You need to inspect what is happening inside the lock
to determine that.
The danger is if a function inside the lock
spawns a blocking asynchronous call (await
or equivalent) that ends up calling back to Compute()
or other code that also locks on lockObject
.
As long as none of the functions inside the lock
are blocking for another thread, you should be safe. If there were blocking asynchronous calls, you would need to validate that they don't reenter, or make sure not to block on them.

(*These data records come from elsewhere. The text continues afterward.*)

/// `DD.MM.YYYY HH:mm[:ss]` or `YYYY-MM-DDTHH:mm:ss`, two digits per field, no offset.
fn local_date_time_pattern() -> &'static Regex {
    static LOCAL_DATE_TIME_RE: OnceLock<Regex> = OnceLock::new();
    LOCAL_DATE_TIME_RE.get_or_init(|| {
        Regex::new(concat!(
            r"^(?:[0-9]{2}\.[0-9]{2}\.[0-9]{4} [0-9]{2}:[0-9]{2}(?::[0-9]{2})?",
            r"|[0-9]{4}-[0-9]{2}-[0-9]{2}T[0-9]{2}:[0-9]{2}:[0-9]{2})$"
        ))
        .expect("date-time regex must compile")
    })
}

impl FhirDateTime {
    /// Parses a questionnaire dateTime literal.
    ///
    /// Explicit date-time literals are tried first. A date-only literal is promoted to a
    /// dateTime of the same precision. Literals without an offset are taken as UTC.
    ///
    /// # Errors
    ///
    /// Returns [`FhirError::InvalidDateTime`] if the literal matches none of the accepted
    /// layouts.
    pub fn parse(literal: &str) -> FhirResult<Self> {
        let invalid = |reason: String| FhirError::InvalidDateTime {
            literal: literal.to_string(),
            reason,
        };

        if local_date_time_pattern().is_match(literal) {
            return ["%d.%m.%Y %H:%M", "%d.%m.%Y %H:%M:%S", "%Y-%m-%dT%H:%M:%S"]
                .iter()
                .find_map(|layout| NaiveDateTime::parse_from_str(literal, layout).ok())
                .map(|naive| Self::Instant(naive.and_utc().fixed_offset()))
                .ok_or_else(|| invalid("not a calendar date and time of day".into()));
        }

        if literal.contains(' ') || literal.contains('T') {
            return DateTime::parse_from_rfc3339(literal)
                .map(Self::Instant)
                .map_err(|e| invalid(e.to_string()));
        }

        FhirDate::parse(literal)
            .map(Self::Partial)
            .map_err(|e| invalid(e.to_string()))
    }

    /// Promotes a date to a dateTime of the same precision.
    pub fn from_date(date: FhirDate) -> Self {
        Self::Partial(date)
    }

    pub fn precision(&self) -> DateTimePrecision {
        match self {
            Self::Partial(date) => match date.precision() {
                DatePrecision::Year => DateTimePrecision::Year,
                DatePrecision::Month => DateTimePrecision::Month,
                DatePrecision::Day => DateTimePrecision::Day,
            },
            Self::Instant(_) => DateTimePrecision::Second,
        }
    }
}

impl From<FhirDate> for FhirDateTime {
    fn from(date: FhirDate) -> Self {
        Self::from_date(date)
    }
}

impl fmt::Display for FhirDateTime {
    fn fmt(&self, f: &mut fmt::Formatter<'_>) -> fmt::Result {
        match self {
            Self::Partial(date) => fmt::Display::fmt(date, f),
            Self::Instant(instant) => {
                f.write_str(&instant.to_rfc3339_opts(SecondsFormat::Secs, true))
            }
        }
    }
}

impl Serialize for FhirDateTime {
    fn serialize<S: Serializer>(&self, serializer: S) -> Result<S::Ok, S::Error> {
        serializer.collect_str(self)
    }
}

// ============================================================================
// Time
// ============================================================================

/// A FHIR `time` (time of day, no date, no offset).
#[derive(Clone, Copy, Debug, PartialEq, Eq)]
pub struct FhirTime(NaiveTime);
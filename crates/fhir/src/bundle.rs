//! Request-scoped accumulator for a converted notification.
//!
//! The converter attaches converted items to one of two sections and appends every extracted
//! resource in discovery order. The downstream finisher takes the builder, assigns profiles and
//! metadata, and serialises the final bundle.

use crate::{ExtractedResource, FhirError, ResponseItem};
use serde::Serialize;

#[derive(Clone, Debug, Default, PartialEq, Serialize)]
#[serde(rename_all = "camelCase")]
pub struct BundleBuilder {
    common_information: Vec<ResponseItem>,
    disease_specific_information: Vec<ResponseItem>,
    resources: Vec<ExtractedResource>,
}

impl BundleBuilder {
    pub fn new() -> Self {
        Self::default()
    }

    pub fn add_common_information(&mut self, items: impl IntoIterator<Item = ResponseItem>) {
        self.common_information.extend(items);
    }

    pub fn add_disease_specific_information(
        &mut self,
        items: impl IntoIterator<Item = ResponseItem>,
    ) {
        self.disease_specific_information.extend(items);
    }

    /// Appends an extracted resource. Order of calls is preserved.
    pub fn add_resource(&mut self, resource: ExtractedResource) {
        self.resources.push(resource);
    }

    /// Moves everything accumulated in `other` onto the end of this builder.
    pub fn append(&mut self, other: BundleBuilder) {
        self.common_information.extend(other.common_information);
        self.disease_specific_information
            .extend(other.disease_specific_information);
        self.resources.extend(other.resources);
    }

    pub fn common_information(&self) -> &[ResponseItem] {
        &self.common_information
    }

    pub fn disease_specific_information(&self) -> &[ResponseItem] {
        &self.disease_specific_information
    }

    pub fn resources(&self) -> &[ExtractedResource] {
        &self.resources
    }

    /// Render the accumulated sections and resources as JSON.
    ///
    /// # Errors
    ///
    /// Returns [`FhirError::Translation`] if serialisation fails.
    pub fn to_json(&self) -> Result<serde_json::Value, FhirError> {
        serde_json::to_value(self)
            .map_err(|e| FhirError::Translation(format!("Failed to serialise bundle: {e}")))
    }

    /// Render as pretty-printed JSON text.
    ///
    /// # Errors
    ///
    /// Returns [`FhirError::Translation`] if serialisation fails.
    pub fn to_json_pretty(&self) -> Result<String, FhirError> {
        serde_json::to_string_pretty(self)
            .map_err(|e| FhirError::Translation(format!("Failed to serialise bundle: {e}")))
    }
}
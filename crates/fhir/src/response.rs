//! Converted questionnaire response items.
//!
//! These are the strictly typed counterparts of the raw answer tree: every answer carries a
//! resolved [`TypedValue`] (or only child items), and items are never empty once produced by
//! the converter.

use crate::{LinkId, Reference, TypedValue};
use serde::Serialize;

/// A converted questionnaire item.
#[derive(Clone, Debug, PartialEq, Serialize)]
#[serde(rename_all = "camelCase")]
pub struct ResponseItem {
    pub link_id: LinkId,

    #[serde(skip_serializing_if = "Option::is_none")]
    pub text: Option<String>,

    #[serde(rename = "answer", skip_serializing_if = "Vec::is_empty")]
    pub answers: Vec<ResponseAnswer>,

    #[serde(rename = "item", skip_serializing_if = "Vec::is_empty")]
    pub items: Vec<ResponseItem>,
}

impl ResponseItem {
    /// Creates an item with no answers and no children.
    pub fn new(link_id: LinkId) -> Self {
        Self {
            link_id,
            text: None,
            answers: Vec::new(),
            items: Vec::new(),
        }
    }

    /// Creates the stand-in item for an extracted resource: same link id, a single answer
    /// referencing the resource.
    pub fn reference(link_id: LinkId, reference: Reference) -> Self {
        Self {
            link_id,
            text: None,
            answers: vec![ResponseAnswer::with_value(TypedValue::Reference(reference))],
            items: Vec::new(),
        }
    }

    /// Returns `true` if neither answers nor child items are present.
    pub fn is_empty(&self) -> bool {
        self.answers.is_empty() && self.items.is_empty()
    }
}

/// A converted answer.
#[derive(Clone, Debug, PartialEq, Serialize)]
pub struct ResponseAnswer {
    #[serde(flatten)]
    pub value: Option<TypedValue>,

    #[serde(rename = "item", skip_serializing_if = "Vec::is_empty")]
    pub items: Vec<ResponseItem>,
}

impl ResponseAnswer {
    pub fn with_value(value: TypedValue) -> Self {
        Self {
            value: Some(value),
            items: Vec::new(),
        }
    }

    pub fn is_empty(&self) -> bool {
        self.value.is_none() && self.items.is_empty()
    }
}
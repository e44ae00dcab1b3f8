//! # Intake Core
//!
//! Converts questionnaire answer trees into typed response items and extracted resources.
//!
//! This crate contains the conversion engine only:
//! - Typed value resolvers and the ordered dispatcher
//! - Emptiness rules and the recursive tree walker
//! - Resource factories for organizations, hospitalization episodes and immunizations
//! - Read-only code-system tables loaded once at startup
//!
//! **No transport concerns**: request routing, schema validation and the finishing of the
//! outgoing bundle belong to the hosting service.

pub mod answers;
pub mod code_systems;
pub mod config;
pub mod constants;
pub mod context;
pub mod dispatcher;
mod error;
pub mod factories;
pub mod pruning;
pub mod resolvers;
pub mod walker;

pub use answers::{Answer, AnswerTree, Item};
pub use code_systems::{CodeSystemKey, CodeSystems};
pub use config::IntakeConfig;
pub use context::ConversionContext;
pub use dispatcher::Dispatcher;
pub use error::{ConversionError, ConversionResult, ReferenceDataError, ReferenceDataResult};
pub use walker::TreeWalker;

use fhir::BundleBuilder;
use intake_uuid::{IdSource, RandomIdSource};
use std::sync::Arc;

/// Long-lived conversion engine.
///
/// Holds the resolver registry, the factory registry and the shared code-system tables. One
/// engine serves any number of requests; each call to [`NotificationEngine::convert`] runs
/// with its own context.
#[derive(Debug)]
pub struct NotificationEngine {
    dispatcher: Dispatcher,
    walker: TreeWalker,
    code_systems: Arc<CodeSystems>,
}

impl NotificationEngine {
    /// Loads the code-system tables described by `config`.
    ///
    /// # Errors
    ///
    /// Returns [`ReferenceDataError`] if a table is missing or malformed.
    pub fn new(config: &IntakeConfig) -> ReferenceDataResult<Self> {
        Ok(Self::with_code_systems(Arc::new(CodeSystems::load(config)?)))
    }

    pub fn with_code_systems(code_systems: Arc<CodeSystems>) -> Self {
        Self {
            dispatcher: Dispatcher::standard(),
            walker: TreeWalker::standard(),
            code_systems,
        }
    }

    pub fn code_systems(&self) -> &CodeSystems {
        &self.code_systems
    }

    /// Converts `tree` into `bundle` with random resource identifiers.
    ///
    /// # Errors
    ///
    /// Returns the first [`ConversionError`] encountered. On error `bundle` is left untouched.
    pub fn convert(&self, tree: &AnswerTree, bundle: &mut BundleBuilder) -> ConversionResult<()> {
        self.convert_with_ids(tree, bundle, &mut RandomIdSource)
    }

    /// Converts `tree` into `bundle`, drawing resource identifiers from `ids`.
    ///
    /// Common items go to the common section, disease-specific items to the disease-specific
    /// section, both in input order. Extracted resources are appended in discovery order.
    ///
    /// # Errors
    ///
    /// Returns the first [`ConversionError`] encountered. On error `bundle` is left untouched.
    pub fn convert_with_ids(
        &self,
        tree: &AnswerTree,
        bundle: &mut BundleBuilder,
        ids: &mut dyn IdSource,
    ) -> ConversionResult<()> {
        let mut staged = BundleBuilder::new();
        let (common, specific) = {
            let mut ctx =
                ConversionContext::new(&self.dispatcher, &self.code_systems, ids, &mut staged);
            let common = self.walker.convert_all(&mut ctx, &tree.common_information)?;
            let specific = self
                .walker
                .convert_all(&mut ctx, &tree.disease_specific_information)?;
            (common, specific)
        };
        staged.add_common_information(common);
        staged.add_disease_specific_information(specific);

        tracing::info!(
            common = staged.common_information().len(),
            disease_specific = staged.disease_specific_information().len(),
            resources = staged.resources().len(),
            "converted notification"
        );
        bundle.append(staged);
        Ok(())
    }
}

Here are some examples of what to do, and NOT to do:
private async Task<double> DoSomething()
{
return await Compute(0);
}
private readonly object lockObject = new object();
private async Task<double> Compute(int input)
{
double result;
lock (lockObject) {
//This would be bad.
result = await DoSomething();
//So would this. If you didn't wait inside the lock you wouldn't deadlock though.
var t = DoSomething();
result = t.Result;
//This would be okay because it doesn't call back to Compute()
using (var stream = File.OpenText("test.txt"))
{
var contents = await stream.ReadToEndAsync();
}
}
return await ComputeAsync(result).ConfigureAwait(false); // some other awaitable method
}
Upvotes: 1
Reputation: 44066
A call to Compute(int input)
can certainly block. You lock (lockobject)
in a synchronous manner. If one thread holds lockObject and another attempts to a acquire it, the second thread will block while waiting for the first thread to finish.
This can block for the same reason as #1. It will not deadlock based on what we see here because the result continuation does not inherit a synchronization context. It will also block waiting synchronously for the result of ComputeAsync()
because it uses .Result
This can block for the same reason as #1.
Locks and continuations are different concepts. While I can't promise you that your program won't deadlock, it's because I can't see your entire program. Nothing that you've shown here is begging to deadlock (typical caveats re: .Result
aside, of course).
But recognize that the presence of a lock() is practically advertising the possibility of a blocked thread of execution. The async
-await
keywords don't do anything magical with a lock in some synchronously executed code.